### Task description:
Please output exactly the lines from the one containing "pub mod error;" through the last line of the records, both included.

*-*-*

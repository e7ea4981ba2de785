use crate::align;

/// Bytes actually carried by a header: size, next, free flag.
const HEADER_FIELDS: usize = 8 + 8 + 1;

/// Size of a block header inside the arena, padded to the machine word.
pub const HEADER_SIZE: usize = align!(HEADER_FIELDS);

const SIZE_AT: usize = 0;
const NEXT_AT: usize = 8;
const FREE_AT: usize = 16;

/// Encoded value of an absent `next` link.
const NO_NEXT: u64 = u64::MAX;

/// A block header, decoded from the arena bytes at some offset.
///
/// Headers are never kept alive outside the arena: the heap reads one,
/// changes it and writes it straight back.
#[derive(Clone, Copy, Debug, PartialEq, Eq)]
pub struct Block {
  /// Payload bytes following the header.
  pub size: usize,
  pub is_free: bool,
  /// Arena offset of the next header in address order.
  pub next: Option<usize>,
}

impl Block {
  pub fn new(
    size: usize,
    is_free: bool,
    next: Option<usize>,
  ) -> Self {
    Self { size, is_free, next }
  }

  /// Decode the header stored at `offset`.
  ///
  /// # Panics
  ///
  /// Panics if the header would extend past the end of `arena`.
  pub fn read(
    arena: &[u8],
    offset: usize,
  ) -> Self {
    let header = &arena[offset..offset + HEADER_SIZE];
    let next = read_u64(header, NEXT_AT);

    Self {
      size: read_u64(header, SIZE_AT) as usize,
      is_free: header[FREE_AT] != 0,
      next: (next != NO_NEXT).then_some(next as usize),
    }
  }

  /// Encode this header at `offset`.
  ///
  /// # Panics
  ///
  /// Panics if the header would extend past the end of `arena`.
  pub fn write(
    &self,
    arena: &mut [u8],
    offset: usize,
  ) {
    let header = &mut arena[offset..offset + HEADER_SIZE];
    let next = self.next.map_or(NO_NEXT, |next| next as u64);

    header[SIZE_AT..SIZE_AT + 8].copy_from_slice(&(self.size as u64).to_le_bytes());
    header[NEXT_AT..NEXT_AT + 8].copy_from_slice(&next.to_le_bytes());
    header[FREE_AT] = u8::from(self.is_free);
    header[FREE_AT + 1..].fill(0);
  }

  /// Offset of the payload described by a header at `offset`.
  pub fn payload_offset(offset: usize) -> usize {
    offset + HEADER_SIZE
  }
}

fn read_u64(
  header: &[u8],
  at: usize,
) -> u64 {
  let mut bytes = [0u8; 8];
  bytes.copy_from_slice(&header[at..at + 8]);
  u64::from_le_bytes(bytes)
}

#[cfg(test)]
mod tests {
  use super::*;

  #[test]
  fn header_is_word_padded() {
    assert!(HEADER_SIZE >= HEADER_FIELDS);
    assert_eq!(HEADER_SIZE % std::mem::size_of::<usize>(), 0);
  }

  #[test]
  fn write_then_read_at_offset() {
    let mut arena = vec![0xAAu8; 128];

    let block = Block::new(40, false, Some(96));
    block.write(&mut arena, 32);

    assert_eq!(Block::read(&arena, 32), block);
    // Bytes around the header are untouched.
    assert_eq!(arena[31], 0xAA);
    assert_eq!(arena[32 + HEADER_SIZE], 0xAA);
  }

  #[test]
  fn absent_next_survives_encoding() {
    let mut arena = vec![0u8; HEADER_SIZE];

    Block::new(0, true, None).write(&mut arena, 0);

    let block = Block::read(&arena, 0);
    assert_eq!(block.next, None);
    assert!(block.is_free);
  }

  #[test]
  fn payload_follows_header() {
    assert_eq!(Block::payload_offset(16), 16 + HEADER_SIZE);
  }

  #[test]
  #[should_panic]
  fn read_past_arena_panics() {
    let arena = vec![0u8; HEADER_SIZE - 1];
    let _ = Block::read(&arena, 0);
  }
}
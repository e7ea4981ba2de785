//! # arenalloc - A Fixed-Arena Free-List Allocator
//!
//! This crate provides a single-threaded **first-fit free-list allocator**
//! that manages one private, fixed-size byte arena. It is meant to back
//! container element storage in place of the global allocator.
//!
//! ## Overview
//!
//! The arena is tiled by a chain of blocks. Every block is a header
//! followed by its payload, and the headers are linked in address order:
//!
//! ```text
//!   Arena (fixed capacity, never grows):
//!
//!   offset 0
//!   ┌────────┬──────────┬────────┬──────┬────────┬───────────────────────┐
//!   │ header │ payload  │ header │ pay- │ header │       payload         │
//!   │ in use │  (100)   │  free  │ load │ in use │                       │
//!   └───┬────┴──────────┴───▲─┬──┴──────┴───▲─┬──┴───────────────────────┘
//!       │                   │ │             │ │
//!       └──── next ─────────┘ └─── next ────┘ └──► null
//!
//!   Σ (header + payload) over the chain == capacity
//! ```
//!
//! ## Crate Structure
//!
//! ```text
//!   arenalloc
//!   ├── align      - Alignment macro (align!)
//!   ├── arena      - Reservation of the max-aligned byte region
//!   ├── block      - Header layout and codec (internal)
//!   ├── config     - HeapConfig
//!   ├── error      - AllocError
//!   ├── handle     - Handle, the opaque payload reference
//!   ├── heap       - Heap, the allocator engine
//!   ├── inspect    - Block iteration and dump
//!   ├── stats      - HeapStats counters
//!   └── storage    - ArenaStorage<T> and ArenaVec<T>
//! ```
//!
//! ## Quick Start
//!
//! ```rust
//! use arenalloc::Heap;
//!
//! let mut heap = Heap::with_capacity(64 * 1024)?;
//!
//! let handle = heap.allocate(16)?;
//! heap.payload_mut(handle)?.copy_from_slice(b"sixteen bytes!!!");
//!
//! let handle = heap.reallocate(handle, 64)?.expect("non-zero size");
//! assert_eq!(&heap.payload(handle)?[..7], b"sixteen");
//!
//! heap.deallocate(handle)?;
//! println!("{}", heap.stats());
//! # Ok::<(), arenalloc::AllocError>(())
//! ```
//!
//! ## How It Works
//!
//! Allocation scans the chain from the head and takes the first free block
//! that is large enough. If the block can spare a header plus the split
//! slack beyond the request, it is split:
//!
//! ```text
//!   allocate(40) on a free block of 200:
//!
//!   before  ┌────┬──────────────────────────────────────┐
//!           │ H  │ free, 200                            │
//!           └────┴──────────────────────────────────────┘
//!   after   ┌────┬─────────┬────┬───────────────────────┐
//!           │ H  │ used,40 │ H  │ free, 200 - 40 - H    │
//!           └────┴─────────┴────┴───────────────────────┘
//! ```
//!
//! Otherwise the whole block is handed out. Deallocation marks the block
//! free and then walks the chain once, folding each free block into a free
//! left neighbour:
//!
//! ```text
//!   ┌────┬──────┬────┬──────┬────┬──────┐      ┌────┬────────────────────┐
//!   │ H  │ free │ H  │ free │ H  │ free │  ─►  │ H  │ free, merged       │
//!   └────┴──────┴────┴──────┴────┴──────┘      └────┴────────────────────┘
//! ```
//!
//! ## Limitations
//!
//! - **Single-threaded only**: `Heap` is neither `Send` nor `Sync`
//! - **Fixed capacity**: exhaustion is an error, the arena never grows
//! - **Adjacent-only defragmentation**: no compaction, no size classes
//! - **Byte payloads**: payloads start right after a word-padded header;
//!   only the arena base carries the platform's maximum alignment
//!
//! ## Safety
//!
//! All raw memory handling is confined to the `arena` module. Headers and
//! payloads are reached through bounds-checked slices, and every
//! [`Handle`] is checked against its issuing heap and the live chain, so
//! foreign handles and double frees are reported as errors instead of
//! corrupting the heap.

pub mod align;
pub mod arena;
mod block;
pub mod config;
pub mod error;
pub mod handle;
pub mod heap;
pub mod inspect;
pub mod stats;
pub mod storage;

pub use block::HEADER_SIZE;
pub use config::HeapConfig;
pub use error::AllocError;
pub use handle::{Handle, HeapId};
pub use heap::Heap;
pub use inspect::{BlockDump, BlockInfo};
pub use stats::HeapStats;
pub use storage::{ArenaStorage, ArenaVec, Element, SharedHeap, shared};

*-*-*

### Exercise result:
pub mod error;
pub mod handle;
pub mod heap;
pub mod inspect;
pub mod stats;
pub mod storage;

pub use block::HEADER_SIZE;
pub use config::HeapConfig;
pub use error::AllocError;
pub use handle::{Handle, HeapId};
pub use heap::Heap;
pub use inspect::{BlockDump, BlockInfo};
pub use stats::HeapStats;
pub use storage::{ArenaStorage, ArenaVec, Element, SharedHeap, shared};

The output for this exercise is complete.